MacKenzies Bay, 2024
After years working as a photojournalist in Afghanistan, Andrew Quilty came home to Australia, adrift and searching for a new sense of belonging. Near Sydney, he found an echo to the fragility and uncertainty that had marked his time living in a warzone: Mackenzies Bay, a small embayment in the coast between Bondi Beach and Tamarama Beach.

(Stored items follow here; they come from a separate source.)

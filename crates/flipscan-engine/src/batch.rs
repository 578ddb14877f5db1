//! Batch driver: match scanned source products to marketplace listings and
//! price every matched pair.

use std::collections::HashMap;

use flipscan_core::{FeeSchedule, FulfillmentMethod, MarketplaceProduct, SourceProduct};
use serde::Serialize;

use crate::calculator::{calculate_opportunity, Opportunity};
use crate::error::EngineError;

/// A source/listing pair that could not be priced.
#[derive(Debug, Clone, Serialize)]
pub struct SkippedPair {
    pub source_id: String,
    pub marketplace_id: String,
    pub reason: String,
}

#[derive(Debug, Clone, Default, Serialize)]
pub struct BatchOutcome {
    pub opportunities: Vec<Opportunity>,
    pub skipped: Vec<SkippedPair>,
    /// Source products with no listing under any of their match keys.
    pub unmatched: usize,
}

/// Listing for `source`, looked up by UPC, then SKU, then source id.
#[must_use]
pub fn match_listing<'a>(
    source: &SourceProduct,
    listings: &'a HashMap<String, MarketplaceProduct>,
) -> Option<&'a MarketplaceProduct> {
    [source.upc.as_deref(), source.sku.as_deref(), Some(source.id.as_str())]
        .into_iter()
        .flatten()
        .filter(|key| !key.trim().is_empty())
        .find_map(|key| listings.get(key.trim()))
}

/// Price every source product that has a matching listing.
///
/// Per-pair failures are logged and recorded in [`BatchOutcome::skipped`];
/// the batch carries on.
///
/// # Errors
///
/// Returns [`EngineError::Configuration`] before pricing anything if the
/// schedule fails validation or has no fulfillment tiers for a
/// marketplace-fulfilled batch.
pub fn calculate_batch(
    schedule: &FeeSchedule,
    sources: &[SourceProduct],
    listings: &HashMap<String, MarketplaceProduct>,
    method: FulfillmentMethod,
) -> Result<BatchOutcome, EngineError> {
    schedule.validate()?;
    if method == FulfillmentMethod::Marketplace && schedule.marketplace_tiers.is_empty() {
        return Err(EngineError::Configuration(
            "fee table has no marketplace fulfillment tiers".to_string(),
        ));
    }

    let mut outcome = BatchOutcome::default();

    for source in sources {
        let Some(listing) = match_listing(source, listings) else {
            tracing::debug!(source_id = %source.id, store = %source.store, "no matching listing");
            outcome.unmatched += 1;
            continue;
        };

        match calculate_opportunity(schedule, source, listing, method) {
            Ok(opp) => outcome.opportunities.push(opp),
            Err(e) => {
                tracing::warn!(
                    source_id = %source.id,
                    marketplace_id = %listing.id,
                    error = %e,
                    "skipping pair"
                );
                outcome.skipped.push(SkippedPair {
                    source_id: source.id.clone(),
                    marketplace_id: listing.id.clone(),
                    reason: e.to_string(),
                });
            }
        }
    }

    tracing::info!(
        sources = sources.len(),
        priced = outcome.opportunities.len(),
        skipped = outcome.skipped.len(),
        unmatched = outcome.unmatched,
        method = %method,
        "batch priced"
    );

    Ok(outcome)
}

Using old film stock and aerial shots taken over months, Andrew Quilty’s Mackenzies Bay series traces the shifting landscape of the place, as a beach emerges rarely and only briefly, when tides and sand align just right, often as the Australian summer begins. Indeed, the interaction of wave energy and offshore winds sweeps sand from nearby sandbanks into the bay. Researchers have noted a possible link to El Niño cycles, suggesting that global weather patterns may influence the timing and scale of the beach’s emergence. In exceptional years, calm conditions or favorable storm activity can produce unusually wide and deep stretches of sand, as seen in 2023, the beach’s first reappearance since 2019. Its transience has spared it from strict oversight, making it one of the only beaches in Sydney where dogs are welcome to run around freely.
Through images of swimmers, tourists, and locals, Quilty’s work captures everyday rituals unfolding in a fleeting setting. As the shoreline vanishes and returns without warning, Quilty recalls life in Kabul, where the familiar could disappear in an instant.